====== Supplied material
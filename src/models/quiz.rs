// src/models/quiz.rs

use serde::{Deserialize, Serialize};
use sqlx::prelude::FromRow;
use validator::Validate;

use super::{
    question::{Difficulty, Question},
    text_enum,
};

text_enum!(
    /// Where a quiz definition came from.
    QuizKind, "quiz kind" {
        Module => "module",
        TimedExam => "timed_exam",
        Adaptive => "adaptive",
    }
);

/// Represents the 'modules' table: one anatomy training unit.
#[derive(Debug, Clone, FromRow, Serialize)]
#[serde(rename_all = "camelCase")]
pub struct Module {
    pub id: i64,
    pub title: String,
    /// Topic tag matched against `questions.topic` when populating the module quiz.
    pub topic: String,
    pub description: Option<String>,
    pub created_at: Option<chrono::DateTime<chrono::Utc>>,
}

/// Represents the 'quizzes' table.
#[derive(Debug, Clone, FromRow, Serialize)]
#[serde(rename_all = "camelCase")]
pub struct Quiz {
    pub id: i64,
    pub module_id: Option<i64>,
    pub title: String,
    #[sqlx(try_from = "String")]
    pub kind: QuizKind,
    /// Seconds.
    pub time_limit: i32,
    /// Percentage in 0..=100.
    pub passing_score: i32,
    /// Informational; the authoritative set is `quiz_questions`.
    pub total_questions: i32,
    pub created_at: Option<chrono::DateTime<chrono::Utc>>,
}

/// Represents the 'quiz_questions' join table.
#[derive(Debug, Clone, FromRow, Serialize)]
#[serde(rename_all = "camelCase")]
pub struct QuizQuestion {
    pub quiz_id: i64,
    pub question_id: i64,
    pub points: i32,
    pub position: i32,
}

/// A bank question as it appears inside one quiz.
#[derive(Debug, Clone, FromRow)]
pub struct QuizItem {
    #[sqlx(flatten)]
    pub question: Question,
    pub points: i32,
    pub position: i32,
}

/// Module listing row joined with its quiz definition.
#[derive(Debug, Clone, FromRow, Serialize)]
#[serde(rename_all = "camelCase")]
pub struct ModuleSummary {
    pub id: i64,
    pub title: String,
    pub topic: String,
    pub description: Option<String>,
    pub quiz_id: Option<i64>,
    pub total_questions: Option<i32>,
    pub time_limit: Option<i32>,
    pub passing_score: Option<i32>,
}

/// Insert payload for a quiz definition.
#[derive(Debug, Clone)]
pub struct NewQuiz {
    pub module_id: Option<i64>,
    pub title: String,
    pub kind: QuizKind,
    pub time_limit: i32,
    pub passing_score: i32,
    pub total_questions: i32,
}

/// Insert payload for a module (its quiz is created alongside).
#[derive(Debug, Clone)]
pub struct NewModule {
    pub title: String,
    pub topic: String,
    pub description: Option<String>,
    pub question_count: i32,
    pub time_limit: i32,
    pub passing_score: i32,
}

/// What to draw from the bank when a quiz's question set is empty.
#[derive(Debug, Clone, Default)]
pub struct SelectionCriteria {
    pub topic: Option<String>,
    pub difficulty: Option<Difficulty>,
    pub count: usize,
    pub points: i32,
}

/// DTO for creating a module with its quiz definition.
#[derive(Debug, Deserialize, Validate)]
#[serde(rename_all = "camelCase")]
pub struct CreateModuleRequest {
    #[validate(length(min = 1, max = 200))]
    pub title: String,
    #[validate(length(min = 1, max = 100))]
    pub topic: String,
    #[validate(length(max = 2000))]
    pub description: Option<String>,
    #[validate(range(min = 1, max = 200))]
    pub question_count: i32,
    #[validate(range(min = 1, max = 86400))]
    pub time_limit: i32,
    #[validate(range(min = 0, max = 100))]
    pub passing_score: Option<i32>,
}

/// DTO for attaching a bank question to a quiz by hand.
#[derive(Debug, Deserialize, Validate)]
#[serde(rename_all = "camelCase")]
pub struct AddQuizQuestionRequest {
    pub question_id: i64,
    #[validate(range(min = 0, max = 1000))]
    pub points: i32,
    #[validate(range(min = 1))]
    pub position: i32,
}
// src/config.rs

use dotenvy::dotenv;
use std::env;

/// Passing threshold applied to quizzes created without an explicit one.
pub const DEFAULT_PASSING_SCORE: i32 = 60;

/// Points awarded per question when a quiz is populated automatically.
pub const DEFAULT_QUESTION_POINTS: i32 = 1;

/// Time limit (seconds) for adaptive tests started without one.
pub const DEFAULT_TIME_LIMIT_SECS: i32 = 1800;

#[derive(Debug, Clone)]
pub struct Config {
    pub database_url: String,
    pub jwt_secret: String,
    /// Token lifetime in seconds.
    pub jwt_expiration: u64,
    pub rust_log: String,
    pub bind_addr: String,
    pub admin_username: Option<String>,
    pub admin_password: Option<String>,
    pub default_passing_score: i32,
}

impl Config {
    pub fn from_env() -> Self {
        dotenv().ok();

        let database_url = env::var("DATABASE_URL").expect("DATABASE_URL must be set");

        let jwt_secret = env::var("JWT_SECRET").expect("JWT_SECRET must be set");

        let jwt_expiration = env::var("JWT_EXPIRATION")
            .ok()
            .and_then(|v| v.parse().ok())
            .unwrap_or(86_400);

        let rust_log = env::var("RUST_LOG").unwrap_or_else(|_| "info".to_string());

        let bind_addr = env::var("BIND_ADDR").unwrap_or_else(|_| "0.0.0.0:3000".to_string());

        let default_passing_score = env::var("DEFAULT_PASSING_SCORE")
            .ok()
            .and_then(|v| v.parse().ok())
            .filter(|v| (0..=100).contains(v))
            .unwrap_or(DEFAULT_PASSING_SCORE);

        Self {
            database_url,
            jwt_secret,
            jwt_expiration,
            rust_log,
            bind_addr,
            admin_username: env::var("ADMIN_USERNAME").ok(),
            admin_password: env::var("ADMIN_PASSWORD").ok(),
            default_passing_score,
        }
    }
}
============
= What to produce =
Write down again, exactly as given, only the lines above that fall from the line with "set is empty." to the line with "module with its quiz definition.", inclusive.

= The answer =
/// What to draw from the bank when a quiz's question set is empty.
#[derive(Debug, Clone, Default)]
pub struct SelectionCriteria {
    pub topic: Option<String>,
    pub difficulty: Option<Difficulty>,
    pub count: usize,
    pub points: i32,
}

/// DTO for creating a module with its quiz definition.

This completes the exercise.